*Recorded data:*
════════════════════

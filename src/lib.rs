//! # icmp-client
//!
//! A client-side codec and transaction driver for ICMP query messages:
//! echo (ping/pong), timestamp, and address-mask.
//!
//! ## Layers
//! - **core**: typed message model, wire codec, Internet checksum
//! - **transport**: one request, one reply over a raw IPv4 socket
//! - **config**: session, socket and codec settings (TOML / environment)
//! - **utils**: wall-clock helpers and per-session metrics
//!
//! ## Example
//! ```no_run
//! use icmp_client::config::IcmpConfig;
//! use icmp_client::transport::Session;
//! use std::net::Ipv4Addr;
//!
//! # fn main() -> icmp_client::error::Result<()> {
//! let mut session = Session::open(&IcmpConfig::default())?;
//! let reply = session.echo(Ipv4Addr::LOCALHOST, b"PING")?;
//! println!("{} seq={}", reply.kind(), reply.sequence());
//! # Ok(())
//! # }
//! ```
//!
//! Raw ICMP sockets usually need elevated privileges (root or `CAP_NET_RAW`).

pub mod config;
pub mod core;
pub mod error;
pub mod transport;
pub mod utils;

pub use crate::core::checksum::{checksum, legacy_checksum, ChecksumAlgorithm};
pub use crate::core::codec::IcmpCodec;
pub use crate::core::message::{Family, Message, MessageKind, Payload};
pub use crate::error::{IcmpError, Result};
pub use crate::transport::{IcmpSocket, RawSocket, Session, TransportState};
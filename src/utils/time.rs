//! Wall-clock helpers for ICMP timestamp messages.

use std::time::{Duration, SystemTime, UNIX_EPOCH};

/// Milliseconds in one UTC day
pub const MILLIS_PER_DAY: u64 = 86_400_000;

/// Current time as milliseconds since midnight UTC, the unit carried by
/// ICMP timestamp fields.
///
/// A clock set before the Unix epoch reads as midnight.
pub fn millis_since_midnight_utc() -> u32 {
    let since_epoch = SystemTime::now()
        .duration_since(UNIX_EPOCH)
        .unwrap_or(Duration::ZERO);
    millis_of_day(since_epoch)
}

/// Reduce a duration since the Unix epoch to milliseconds since midnight UTC
pub fn millis_of_day(since_epoch: Duration) -> u32 {
    (since_epoch.as_millis() % u128::from(MILLIS_PER_DAY)) as u32
}
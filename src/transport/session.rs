use std::net::Ipv4Addr;
use tracing::{debug, instrument};

use crate::config::IcmpConfig;
use crate::core::codec::IcmpCodec;
use crate::core::message::{Message, MessageKind, Payload};
use crate::error::Result;
use crate::transport::{exchange, IcmpSocket, RawSocket, TransportState};
use crate::utils::metrics::Metrics;

/// Stateful transport owning one socket across many exchanges.
///
/// Each request takes the next sequence number, starting from
/// `session.initial_sequence` and wrapping at `u16::MAX`. Requests are
/// serialized through `&mut self`; overlapping calls are not possible.
#[derive(Debug)]
pub struct Session<S: RawSocket = IcmpSocket> {
    socket: S,
    codec: IcmpCodec,
    identifier: u16,
    next_sequence: u16,
    recv_buffer_size: usize,
    state: TransportState,
    metrics: Metrics,
}

impl Session<IcmpSocket> {
    /// Open a raw socket and start a session on it
    pub fn open(config: &IcmpConfig) -> Result<Self> {
        config.validate_usable()?;
        let socket = IcmpSocket::open(&config.socket)?;
        Ok(Self::with_socket(socket, config))
    }
}

impl<S: RawSocket> Session<S> {
    /// Start a session on an already opened socket
    pub fn with_socket(socket: S, config: &IcmpConfig) -> Self {
        debug!(
            identifier = config.session.identifier,
            initial_sequence = config.session.initial_sequence,
            "ICMP session started"
        );
        Self {
            socket,
            codec: IcmpCodec::new(&config.codec),
            identifier: config.session.identifier,
            next_sequence: config.session.initial_sequence,
            recv_buffer_size: config.socket.recv_buffer_size,
            state: TransportState::Idle,
            metrics: Metrics::new(),
        }
    }

    /// Send an echo request carrying `data` and return the decoded reply
    pub fn echo(&mut self, destination: Ipv4Addr, data: &[u8]) -> Result<Message> {
        self.request(
            MessageKind::EchoRequest,
            destination,
            Payload::Echo {
                data: data.to_vec(),
            },
        )
    }

    /// Send a timestamp request stamped with the current time
    pub fn timestamp(&mut self, destination: Ipv4Addr) -> Result<Message> {
        self.request(
            MessageKind::TimestampRequest,
            destination,
            Payload::Timestamp {
                originate: 0,
                receive: 0,
                transmit: 0,
            },
        )
    }

    /// Send an address-mask request
    pub fn address_mask(&mut self, destination: Ipv4Addr) -> Result<Message> {
        self.request(
            MessageKind::AddressMaskRequest,
            destination,
            Payload::AddressMask { mask: 0 },
        )
    }

    /// Build a message of `kind`, exchange it with `destination` and return
    /// the first datagram received, decoded.
    ///
    /// The sequence number is consumed once the message is built, even if
    /// the exchange then fails.
    #[instrument(skip(self, payload), fields(identifier = self.identifier))]
    pub fn request(
        &mut self,
        kind: MessageKind,
        destination: Ipv4Addr,
        payload: Payload,
    ) -> Result<Message> {
        let message = Message::new(kind, self.identifier, self.next_sequence, payload)?;
        self.next_sequence = self.next_sequence.wrapping_add(1);

        exchange(
            &self.socket,
            &mut self.codec,
            message,
            destination,
            self.recv_buffer_size,
            &mut self.state,
            &self.metrics,
        )
    }

    pub fn state(&self) -> TransportState {
        self.state
    }

    pub fn identifier(&self) -> u16 {
        self.identifier
    }

    /// Sequence number the next request will carry
    pub fn next_sequence(&self) -> u16 {
        self.next_sequence
    }

    pub fn metrics(&self) -> &Metrics {
        &self.metrics
    }

    /// End the session, handing back the socket
    pub fn into_socket(self) -> S {
        self.metrics.log_metrics();
        self.socket
    }
}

════════════════════

*Task requirements:* Locate "#[instrument(skip(self, payload), fields(identifier" in the material, then quote the line that contains it and all lines after it through the final one.

*Answer box:*
    #[instrument(skip(self, payload), fields(identifier = self.identifier))]
    pub fn request(
        &mut self,
        kind: MessageKind,
        destination: Ipv4Addr,
        payload: Payload,
    ) -> Result<Message> {
        let message = Message::new(kind, self.identifier, self.next_sequence, payload)?;
        self.next_sequence = self.next_sequence.wrapping_add(1);

        exchange(
            &self.socket,
            &mut self.codec,
            message,
            destination,
            self.recv_buffer_size,
            &mut self.state,
            &self.metrics,
        )
    }

    pub fn state(&self) -> TransportState {
        self.state
    }

    pub fn identifier(&self) -> u16 {
        self.identifier
    }

    /// Sequence number the next request will carry
    pub fn next_sequence(&self) -> u16 {
        self.next_sequence
    }

    pub fn metrics(&self) -> &Metrics {
        &self.metrics
    }

    /// End the session, handing back the socket
    pub fn into_socket(self) -> S {
        self.metrics.log_metrics();
        self.socket
    }
}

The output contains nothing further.